Thomas Gleixner <[email protected]> wrote:
>
> On Sat, 2006-03-18 at 12:12 -0800, Andrew Morton wrote:
> > Thomas Gleixner <[email protected]> wrote:
> > >
> > > alarm() calls the kernel with an unsigend int timeout in seconds.
> > > The value is converted to a timeval which is used to setup the
> > > itimer. The tv_sec field of the timeval is a long, which causes
> > > the timeout to be negative on 32 bit machines if seconds > INT_MAX.
> > > Also this was silently caught before the hrtimer merge.
> > > To avoid fixups all over the place the duplicated sys_alarm code
> > > is moved to itimer.c.
> >
> > It's not clear what you mean by this.

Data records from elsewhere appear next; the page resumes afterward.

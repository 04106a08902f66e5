//! Shipped LLMInferenceServiceConfig presets
//!
//! Every YAML under `config/llmisvc` must parse, render against a service and
//! combine into a plan the reconciler can apply.

use std::collections::BTreeMap;
use std::path::PathBuf;

use async_trait::async_trait;
use serde_json::{json, Value};

use kserve_common::config::StorageInitializerConfig;
use kserve_common::crd::{LLMInferenceService, LLMInferenceServiceConfig};
use kserve_llmisvc::config_merge::{
    combine_base_refs_config, replace_variables, ConfigLookup, GlobalConfig, WellKnownConfigs,
    CONFIG_WORKER_PIPELINE_PARALLEL,
};
use kserve_llmisvc::controller::plan_children;

fn presets_dir() -> PathBuf {
    PathBuf::from(env!("CARGO_MANIFEST_DIR")).join("../../config/llmisvc")
}

fn load_presets() -> BTreeMap<String, LLMInferenceServiceConfig> {
    let mut presets = BTreeMap::new();
    for entry in std::fs::read_dir(presets_dir()).unwrap() {
        let path = entry.unwrap().path();
        if path.extension().and_then(|e| e.to_str()) != Some("yaml") {
            continue;
        }
        let raw = std::fs::read_to_string(&path).unwrap();
        let mut cfg: LLMInferenceServiceConfig = serde_yaml::from_str(&raw)
            .unwrap_or_else(|e| panic!("{} does not parse: {e}", path.display()));
        cfg.metadata.namespace = Some("kserve".to_string());
        let name = cfg.metadata.name.clone().unwrap();
        presets.insert(name, cfg);
    }
    presets
}

fn sample_global() -> GlobalConfig {
    GlobalConfig {
        system_namespace: "kserve".to_string(),
        ingress_gateway_name: "kserve-ingress-gateway".to_string(),
        ingress_gateway_namespace: "kserve".to_string(),
    }
}

fn sample_service(spec: Value) -> LLMInferenceService {
    serde_json::from_value(json!({
        "apiVersion": "serving.kserve.io/v1alpha1",
        "kind": "LLMInferenceService",
        "metadata": {"name": "test-llm-preset", "namespace": "llm-ns", "uid": "uid-presets"},
        "spec": spec
    }))
    .unwrap()
}

/// Serves presets from the KServe namespace only
struct PresetLookup(BTreeMap<String, LLMInferenceServiceConfig>);

#[async_trait]
impl ConfigLookup for PresetLookup {
    async fn get_config(
        &self,
        name: &str,
        namespace: &str,
    ) -> kserve_common::Result<Option<LLMInferenceServiceConfig>> {
        if namespace != "kserve" {
            return Ok(None);
        }
        Ok(self.0.get(name).cloned())
    }
}

// =============================================================================
// Parsing and rendering
// =============================================================================

#[test]
fn every_well_known_config_is_shipped() {
    let presets = load_presets();
    for name in WellKnownConfigs::default().iter() {
        assert!(presets.contains_key(name), "missing preset {name}");
    }
    assert!(presets.contains_key(CONFIG_WORKER_PIPELINE_PARALLEL));
}

#[test]
fn every_preset_renders_without_leftover_expressions() {
    let svc = sample_service(json!({"model": {"uri": "hf://facebook/opt-125m", "name": "facebook/opt-125m"}}));
    for (name, cfg) in load_presets() {
        let rendered = replace_variables(&svc, &cfg, &sample_global())
            .unwrap_or_else(|e| panic!("{name} does not render: {e}"));
        let text = serde_json::to_string(&rendered).unwrap();
        assert!(!text.contains("{{"), "{name} still has template actions: {text}");
    }
}

#[test]
fn route_preset_targets_the_ingress_gateway() {
    let presets = load_presets();
    let svc = sample_service(json!({"model": {"uri": "hf://m"}}));
    let rendered = replace_variables(&svc, &presets["kserve-config-llm-router-route"], &sample_global()).unwrap();

    let spec = rendered.spec.service.router.unwrap().route.unwrap().http.unwrap().spec.unwrap();
    assert_eq!(spec.parent_refs[0].name, "kserve-ingress-gateway");
    assert_eq!(spec.parent_refs[0].namespace.as_deref(), Some("kserve"));
    assert_eq!(
        spec.rules[0].matches[0].path.as_ref().unwrap().value.as_deref(),
        Some("/llm-ns/test-llm-preset")
    );
}

// =============================================================================
// Story: a minimal service picks up the default presets
// =============================================================================

#[tokio::test]
async fn story_minimal_service_combines_into_full_plan() {
    let lookup = PresetLookup(load_presets());
    let svc = sample_service(json!({
        "model": {"uri": "hf://facebook/opt-125m", "name": "facebook/opt-125m"},
        "router": {"route": {}, "gateway": {}, "scheduler": {}}
    }));

    let combined = combine_base_refs_config(&lookup, &svc, &sample_global())
        .await
        .unwrap();
    let spec = combined.spec.service;

    let main = spec.workload.template.as_ref().unwrap().containers[0].clone();
    assert_eq!(main.name, "main");
    let args = main.args.unwrap();
    assert!(args.contains(&"facebook/opt-125m".to_string()), "{args:?}");

    let plan = plan_children(&svc, &spec, &StorageInitializerConfig::default(), &sample_global()).unwrap();
    let kinds: Vec<(&str, &str)> = plan
        .apply
        .iter()
        .map(|c| (c.kind.as_str(), c.name.as_str()))
        .collect();
    assert!(kinds.contains(&("Deployment", "test-llm-preset-kserve")), "{kinds:?}");
    assert!(kinds.contains(&("Deployment", "test-llm-preset-kserve-router-scheduler")), "{kinds:?}");
    assert!(kinds.contains(&("InferencePool", "test-llm-preset-inference-pool")), "{kinds:?}");
    assert!(kinds.contains(&("HTTPRoute", "test-llm-preset-kserve-route")), "{kinds:?}");
    assert_eq!(plan.routes, vec!["test-llm-preset-kserve-route".to_string()]);
    assert_eq!(plan.scheduler.as_deref(), Some("test-llm-preset-kserve-router-scheduler"));
}

#[tokio::test]
async fn story_pipeline_parallel_service_gets_leader_worker_set() {
    let lookup = PresetLookup(load_presets());
    let svc = sample_service(json!({
        "model": {"uri": "hf://facebook/opt-125m"},
        "parallelism": {"pipeline": 2, "tensor": 1},
        "worker": {"containers": []}
    }));

    let combined = combine_base_refs_config(&lookup, &svc, &sample_global())
        .await
        .unwrap();
    let plan = plan_children(
        &svc,
        &combined.spec.service,
        &StorageInitializerConfig::default(),
        &sample_global(),
    )
    .unwrap();

    assert!(plan
        .apply
        .iter()
        .any(|c| c.kind == "LeaderWorkerSet" && c.name == "test-llm-preset-kserve-mn"));
    assert!(plan
        .delete
        .iter()
        .any(|c| c.kind == "Deployment" && c.name == "test-llm-preset-kserve"));
}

What does "silently caught" mean?
> >
> > I _think_ you mean "a negative tv_sec gets treated in a random fashion, but
> > with my preceding patch it will incorrectly get -EINVAL, so fix things to
> > accept this large tv_sec". Or something else.
> >
> > Please clarify.
> >
> > What happens if change sys_setitimer() to normalise the incoming timeval as
> > I suggested? I guess that doesn't affect this..
>
> No, because a negative value does not become positive by normalizing.
> Well except you build a normalizing function which converts negative
> values to INT_MAX.
>
I just don't know what this patch does, sorry.
I could go read it and work that out, but am lazy.
Can we start again?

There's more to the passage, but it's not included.